PhD in Pharmacology
Eric Witherspoon is a student in the PhD in Pharmacology. He is originally from St. Louis, Missouri. Interesting fact, Eric is addicted to peanut M&M’s and chocolate ice cream.
What made you choose Georgetown University for your PhD?
I chose Georgetown University to pursue my PhD because I knew that this was the only institution that would provide me with the environment to become the best scientist I can be. The faculty and students within the Pharmacology department have a camaraderie that makes doing research special, which you don’t often see in other institutions.
What research topic are you interested in studying?
I am particularly interested in learning more about the mechanisms associated with epilepsy and the different epileptic drugs that are currently used to treat the disease.
Whose lab are you in now and what is the research focus?
I am in the middle of lab rotations, so I will not be fully established in a lab until after my first year. However, I am currently working on a summer rotational project in Gerard Ahern’s lab that focuses on the expression and function of a splice variant of the ion channel ,TRPV1, in the Grueneberg Ganglion nerves.
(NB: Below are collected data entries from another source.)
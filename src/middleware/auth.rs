//! Authentication middleware
//!
//! Extracts the request's session: a bearer token when present, otherwise
//! the session cookie set by the auth callback.

use async_trait::async_trait;
use axum::extract::FromRequestParts;
use axum::http::header::AUTHORIZATION;
use axum::http::request::Parts;
use axum_extra::extract::cookie::CookieJar;
use tracing::debug;

use crate::backend::Session;
use crate::services::AppState;

/// Session of the current request; anonymous when no credentials were sent
#[derive(Debug, Clone, Default)]
pub struct CurrentSession(pub Session);

impl CurrentSession {
    pub fn into_inner(self) -> Session {
        self.0
    }
}

fn bearer_token(parts: &Parts) -> Option<String> {
    let value = parts.headers.get(AUTHORIZATION)?.to_str().ok()?;
    value
        .strip_prefix("Bearer ")
        .map(str::trim)
        .filter(|token| !token.is_empty())
        .map(str::to_string)
}

/// Token from the `Authorization` header or the named cookie
pub fn session_from_parts(parts: &Parts, cookie_name: &str) -> Session {
    if let Some(token) = bearer_token(parts) {
        return Session::with_token(token);
    }
    let jar = CookieJar::from_headers(&parts.headers);
    match jar.get(cookie_name) {
        Some(cookie) if !cookie.value().is_empty() => Session::with_token(cookie.value()),
        _ => Session::anonymous(),
    }
}

#[async_trait]
impl FromRequestParts<AppState> for CurrentSession {
    type Rejection = std::convert::Infallible;

    async fn from_request_parts(parts: &mut Parts, state: &AppState) -> Result<Self, Self::Rejection> {
        let session = session_from_parts(parts, &state.settings.auth.session_cookie);
        debug!(authenticated = session.is_authenticated(), "Session extracted");
        Ok(CurrentSession(session))
    }
}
The goal of the project is to understand how the expression and activation of TRPV1 within the Grueneberg Ganglion regulates the circuitry by which neonates and adult mice detect fear.
What do you hope to do with your degree?
After obtaining my PhD I plan to start a career in science policy or get a job as a faculty member at a major research university.
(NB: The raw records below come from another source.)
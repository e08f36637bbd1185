//! Form payloads and mutation results

use std::collections::BTreeMap;

use serde::{Deserialize, Serialize};
use uuid::Uuid;

use crate::utils::errors::ActionError;

/// Result of a mutation action: `{success: true}` or `{success: false, error}`
#[derive(Debug, Clone, PartialEq, Eq, Serialize, Deserialize)]
pub struct ActionResult {
    pub success: bool,
    #[serde(default, skip_serializing_if = "Option::is_none")]
    pub error: Option<String>,
}

impl ActionResult {
    pub fn ok() -> Self {
        Self {
            success: true,
            error: None,
        }
    }

    pub fn failed(error: impl Into<String>) -> Self {
        Self {
            success: false,
            error: Some(error.into()),
        }
    }
}

impl From<Result<(), ActionError>> for ActionResult {
    fn from(result: Result<(), ActionError>) -> Self {
        match result {
            Ok(()) => ActionResult::ok(),
            Err(e) => ActionResult::failed(e.to_string()),
        }
    }
}

/// State returned by the profile settings form
#[derive(Debug, Clone, Default, PartialEq, Eq, Serialize, Deserialize)]
pub struct ProfileFormState {
    #[serde(default, skip_serializing_if = "Option::is_none")]
    pub success: Option<String>,
    #[serde(default, skip_serializing_if = "Option::is_none")]
    pub error: Option<String>,
    #[serde(default, skip_serializing_if = "BTreeMap::is_empty")]
    pub errors: BTreeMap<String, Vec<String>>,
}

impl ProfileFormState {
    pub fn succeeded(message: impl Into<String>) -> Self {
        Self {
            success: Some(message.into()),
            ..Self::default()
        }
    }

    pub fn failed(error: impl Into<String>) -> Self {
        Self {
            error: Some(error.into()),
            ..Self::default()
        }
    }

    pub fn add_field_error(&mut self, field: &str, message: impl Into<String>) {
        self.errors
            .entry(field.to_string())
            .or_default()
            .push(message.into());
    }

    pub fn has_field_errors(&self) -> bool {
        !self.errors.is_empty()
    }
}

/// A submitted `application/x-www-form-urlencoded` body, keeping repeated keys
#[derive(Debug, Clone, Default, PartialEq, Eq, Serialize, Deserialize)]
#[serde(transparent)]
pub struct FormData {
    fields: Vec<(String, String)>,
}

impl FormData {
    pub fn new() -> Self {
        Self::default()
    }

    /// Builder used by handlers and tests
    pub fn with(mut self, name: &str, value: &str) -> Self {
        self.fields.push((name.to_string(), value.to_string()));
        self
    }

    pub fn set(&mut self, name: &str, value: &str) {
        self.fields.retain(|(key, _)| key != name);
        self.fields.push((name.to_string(), value.to_string()));
    }

    /// First value of a field
    pub fn get(&self, name: &str) -> Option<&str> {
        self.fields
            .iter()
            .find(|(key, _)| key == name)
            .map(|(_, value)| value.as_str())
    }

    /// All values of a repeated field
    pub fn get_all(&self, name: &str) -> Vec<&str> {
        self.fields
            .iter()
            .filter(|(key, _)| key == name)
            .map(|(_, value)| value.as_str())
            .collect()
    }

    pub fn contains(&self, name: &str) -> bool {
        self.fields.iter().any(|(key, _)| key == name)
    }

    /// HTML checkbox semantics: checked iff the value is `on`
    pub fn is_checked(&self, name: &str) -> bool {
        self.get(name) == Some("on")
    }
}

/// Insert payload carrying an id generated by the application
#[derive(Debug, Clone, Serialize)]
pub struct WithId<T> {
    pub id: Uuid,
    #[serde(flatten)]
    pub fields: T,
}

#[cfg(test)]
mod tests {
    use super::*;

    #[test]
    fn test_action_result_shapes() {
        let ok = serde_json::to_value(ActionResult::ok()).unwrap();
        assert_eq!(ok, serde_json::json!({"success": true}));

        let failed = serde_json::to_value(ActionResult::failed("Unauthorized")).unwrap();
        assert_eq!(failed, serde_json::json!({"success": false, "error": "Unauthorized"}));
    }

    #[test]
    fn test_form_data_repeated_fields() {
        let form = FormData::new()
            .with("name", "Drive")
            .with("tag_ids", "a")
            .with("tag_ids", "b")
            .with("is_pinned", "on");

        assert_eq!(form.get("name"), Some("Drive"));
        assert_eq!(form.get_all("tag_ids"), vec!["a", "b"]);
        assert!(form.is_checked("is_pinned"));
        assert!(!form.is_checked("missing"));
    }

    #[test]
    fn test_form_data_set_replaces() {
        let mut form = FormData::new().with("image_url", "https://a.example/x.png");
        form.set("image_url", "");
        assert_eq!(form.get_all("image_url"), vec![""]);
    }

    #[test]
    fn test_profile_form_state_field_errors() {
        let mut state = ProfileFormState::default();
        assert!(!state.has_field_errors());
        state.add_field_error("major", "Major is required");
        assert!(state.has_field_errors());
        assert_eq!(state.errors["major"], vec!["Major is required".to_string()]);
    }
}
What sparked your interest in the biomedical field?
Initially, I wanted to be a physician, but after a research experience during my freshman year of undergraduate studies, I knew that research was something I wanted to continue doing. I’ve always been an inquisitive person and being in the biomedical field has allowed me to incorporate my natural curiosity about life and my love for science into one.
What skill would you like to master?
I want to master my scientific writing skills. As much as I hate writing, I’m aware that the way that scientists communicate, convey results, and obtain funding is through writing. Being able to master this skill will allow me to become a better scientist.
If you didn’t sleep, how would you spend the extra time?
If I didn’t have to sleep, I would spend the extra time practicing and enhancing my skills as a musician. I’ve always had a love for music, but I’ve put it off for the last couple of years. Hopefully, I can find time to get back to it soon.